Aí ele diz uma coisa inusitada: que o rio é palavra mágica para conjugar eternidade. Eu havia aprendido o contrário, que o rio é palavra para conjugar tempo. Pelo menos foi assim que ouvi de Heráclito, o filósofo: "tudo flui, nada permanece, tudo é rio..."
Mas lendo as Escrituras Sagradas percebi que certo estava o João: "a eternidade mora no fundo das águas, no fundo do tempo". Quando Deus quis fazer artes mágicas com Jonas, jogou-o no mar, onde um peixe o aguardava de boca aberta, e por três dias ficou na fundura das águas, como feto na barriga da mãe, até que se transformasse em profeta. O que não é muito diferente das metamorfoses que fazem um poeta - portanto confirmado pela Cecília Meireles e pelo T.S. Eliot que afirmam que, para fazer poesia, é preciso ter olhos de peixe. Não é por acaso, portanto, que o ritual mágico para transformação do velho em criança, a que se dá o nome de "batismo", siga a metáfora do afogamento e do nascimento: o adulto é mergulhado, de corpo inteiro, nas águas de um rio: o velho que mergulha morre; a criatura que sai das águas é menino.

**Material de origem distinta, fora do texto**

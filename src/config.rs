use std::{net::IpAddr, str::FromStr};

use tracing::level_filters::LevelFilter;

pub const DEFAULT_DATABASE_URL: &str = "sqlite://catalog.db?mode=rwc";

/// An error that occurs while reading the configuration.
#[derive(Debug, thiserror::Error)]
pub enum Error {
	#[error("{key} has an invalid value {value:?}")]
	Invalid { key: &'static str, value: String },
}

/// Runtime configuration, read from the environment (and `.env`).
#[derive(Debug, Clone)]
pub struct Config {
	pub database_url: String,
	pub max_connections: u32,
	pub host: IpAddr,
	pub port: u16,
	pub log_level: LevelFilter,
	pub otlp_enabled: bool,
	pub secure_cookies: bool,
}

impl Config {
	/// Reads the configuration from the process environment.
	pub fn from_env() -> Result<Self, Error> {
		Self::from_lookup(|key| std::env::var(key).ok())
	}

	/// Reads the configuration through `lookup`, which returns the raw value
	/// of a variable if it is set.
	pub fn from_lookup<F>(lookup: F) -> Result<Self, Error>
	where
		F: Fn(&str) -> Option<String>,
	{
		Ok(Self {
			database_url: lookup("DATABASE_URL").unwrap_or_else(|| DEFAULT_DATABASE_URL.into()),
			max_connections: parse(&lookup, "DATABASE_MAX_CONNECTIONS", 5)?,
			host: parse(&lookup, "HOST", IpAddr::from([127, 0, 0, 1]))?,
			port: parse(&lookup, "PORT", 3000)?,
			log_level: parse(&lookup, "LOG_LEVEL", LevelFilter::INFO)?,
			otlp_enabled: parse(&lookup, "OTLP_ENABLED", false)?,
			secure_cookies: parse(&lookup, "SECURE_COOKIES", false)?,
		})
	}
}

fn parse<F, T>(lookup: &F, key: &'static str, default: T) -> Result<T, Error>
where
	F: Fn(&str) -> Option<String>,
	T: FromStr,
{
	match lookup(key) {
		Some(value) if !value.trim().is_empty() => value
			.trim()
			.parse()
			.map_err(|_| Error::Invalid { key, value }),
		_ => Ok(default),
	}
}
use std::time::Duration;

use opentelemetry::{global, KeyValue};
use opentelemetry_sdk::{
	metrics::{
		reader::{DefaultAggregationSelector, DefaultTemporalitySelector},
		Aggregation, Instrument, MeterProviderBuilder, PeriodicReader, SdkMeterProvider, Stream,
	},
	runtime,
	trace::{BatchConfig, Sampler, Tracer},
	Resource,
};
use opentelemetry_semantic_conventions::{
	resource::{DEPLOYMENT_ENVIRONMENT, SERVICE_NAME, SERVICE_VERSION},
	SCHEMA_URL,
};
use tracing_opentelemetry::MetricsLayer;
use tracing_subscriber::{layer::SubscriberExt, util::SubscriberInitExt};

use crate::config::Config;

/// Name of the histogram fed by the `histogram.latency_ms` field of the
/// request trace layer.
const LATENCY_METRIC: &str = "latency_ms";
const EXPORT_INTERVAL: Duration = Duration::from_secs(5);

#[derive(Debug, thiserror::Error)]
pub enum Error {
	#[error("failed to build metrics exporter: {0}")]
	Metrics(#[from] opentelemetry::metrics::MetricsError),
	#[error("failed to install tracer: {0}")]
	Trace(#[from] opentelemetry::trace::TraceError),
}

fn environment() -> &'static str {
	if cfg!(debug_assertions) {
		"development"
	} else {
		"production"
	}
}

/// Describes this service to the collector.
fn resource() -> Resource {
	Resource::from_schema_url(
		[
			KeyValue::new(SERVICE_NAME, env!("CARGO_PKG_NAME")),
			KeyValue::new(SERVICE_VERSION, env!("CARGO_PKG_VERSION")),
			KeyValue::new(DEPLOYMENT_ENVIRONMENT, environment()),
		],
		SCHEMA_URL,
	)
}

fn latency_view(instrument: &Instrument) -> Option<Stream> {
	(instrument.name == LATENCY_METRIC).then(|| {
		Stream::new()
			.name(LATENCY_METRIC)
			.aggregation(Aggregation::Default)
	})
}

/// Exports metrics over OTLP every [`EXPORT_INTERVAL`] and registers the
/// provider globally.
fn meter_provider() -> Result<SdkMeterProvider, Error> {
	let exporter = opentelemetry_otlp::new_exporter()
		.tonic()
		.build_metrics_exporter(
			Box::new(DefaultAggregationSelector::new()),
			Box::new(DefaultTemporalitySelector::new()),
		)?;

	let provider = MeterProviderBuilder::default()
		.with_resource(resource())
		.with_reader(
			PeriodicReader::builder(exporter, runtime::Tokio)
				.with_interval(EXPORT_INTERVAL)
				.build(),
		)
		.with_view(latency_view)
		.build();

	global::set_meter_provider(provider.clone());

	Ok(provider)
}

/// Exports every span over OTLP in batches.
fn tracer() -> Result<Tracer, Error> {
	let config = opentelemetry_sdk::trace::Config::default()
		.with_sampler(Sampler::AlwaysOn)
		.with_resource(resource());

	let tracer = opentelemetry_otlp::new_pipeline()
		.tracing()
		.with_trace_config(config)
		.with_batch_config(BatchConfig::default())
		.with_exporter(opentelemetry_otlp::new_exporter().tonic())
		.install_batch(runtime::Tokio)?;

	Ok(tracer)
}

/// Installs the global subscriber: formatted logs at the configured level,
/// plus OTLP spans and metrics when `OTLP_ENABLED` is set.
///
/// Hold on to the returned guard until shutdown so pending telemetry is
/// flushed.
pub fn init_tracing_subscriber(config: &Config) -> Result<Option<OtelGuard>, Error> {
	let registry = tracing_subscriber::registry()
		.with(config.log_level)
		.with(tracing_subscriber::fmt::layer().with_ansi(true));

	if !config.otlp_enabled {
		registry.init();
		return Ok(None);
	}

	let meter_provider = meter_provider()?;

	registry
		.with(MetricsLayer::new(meter_provider.clone()))
		.with(tracing_opentelemetry::layer().with_tracer(tracer()?))
		.init();

	Ok(Some(OtelGuard { meter_provider }))
}

/// Flushes and shuts down the OTLP exporters when dropped.
pub struct OtelGuard {
	meter_provider: SdkMeterProvider,
}

impl Drop for OtelGuard {
	fn drop(&mut self) {
		// The subscriber may already be gone, so report on stderr
		if let Err(error) = self.meter_provider.force_flush() {
			eprintln!("failed to flush metrics: {error}");
		}

		if let Err(error) = self.meter_provider.shutdown() {
			eprintln!("failed to shut down meter provider: {error}");
		}

		global::shutdown_tracer_provider();
	}
}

Não é por acaso, portanto, que o peixe seja, a um tempo, símbolo poético e símbolo profético: é que ele nada nas funduras do tempo, onde a eternidade gera os seus milagres.
Na superfície do rio é o tempo que flui, sem parar. Assim estava escrito nos carrilhões antigos, aqueles relojões enormes de pêndulos sem pressa: tempus fugit - o tempo passa, a vida vai se perdendo nas águas do nunca mais. Resta então a saudade sem remédio, caso tenha havido amor e alegria. A festança ao fim do tempo só se justifica se amor não houve, nem alegria. A perda da coisa amada não pode ser festejada. Só pode ser lamentada.
Mas pensando no que dizem os poetas e profetas, eu me descubro transformando o choro em riso: os que semeiam com lágrimas com alegria ceifarão, pois Deus é o rio mostrando as suas entranhas. No fundo, na eternidade, as águas correm ao contrário, disso sabem os peixes, que nadam contra a correnteza - a alma também; na superfície a gente nasce nenezinho, tempus fugit e a gente fica adulto, tempus fugit e a gente fica velho, tempus fugit e a gente morre. Nas funduras, onde mora a eternidade, é ao contrário. Primeiro é a velhice. Aí tempus fugit , a gente vira menino.
Deus começa sempre pelo fim. Nas Escrituras Sagradas o dia começa com a tarde e termina com a manhã. Está escrito no poema da Criação: "E foi a tarde e a manhã do primeiro dia..." O sol se põe, mais um dia se inicia. O fim é o lugar do começo.
Ao recitar as estações do ano a gente, automaticamente, diz: primavera, verão, outono, inverno. Mas lendo D. Miguel Unamuno percebi que isso não está certo. O tempo é uma roda. Se nas Escrituras o dia começa com a tarde, no ano as estações podem muito bem se iniciar com o inverno. Inverno, primavera, verão, outono... O inverno é a infância do ano. No seu silêncio profundo a primavera está em gestação... No silêncio do fim moram os começos. No silêncio da velhice mora a infância...
Tem gente que acredita em Deus com firmeza, do jeito mesmo como eu acreditava no rio Amazonas, por ouvir dizer - chegando a discorrer com autoridade, invocando teologia e dogma, feito o meu pai, que ensinava sem nunca ter ido ou visto. Não mergulha, por medo de se afogar. Agora eu acredito em Deus como crocodilo ou peixe, para me des-afogar... Eu preciso dele para o tempo andar ao contrário. E é assim que eu o imagino, como um pescador que vai lançando nas águas do tempo as redes da eternidade, para pescar tudo aquilo que foi amado e que se perdeu. Para nos devolver. É o "eterno retorno". É a "ressurreição dos mortos". É a primavera nascendo do inverno. É a criança nascendo do velho.
Isso eu desejo do ano novo, criança nascida do velho; que eu seja mais criança do que fui."
CRÓNICA DE RUBEM ALVES PUBLICADA NO LIVRO "SOBRE O TEMPO E A TERNIDADE", EDIÇÃO DA PAPIRUS, SPECULUM, 1995, BRASIL.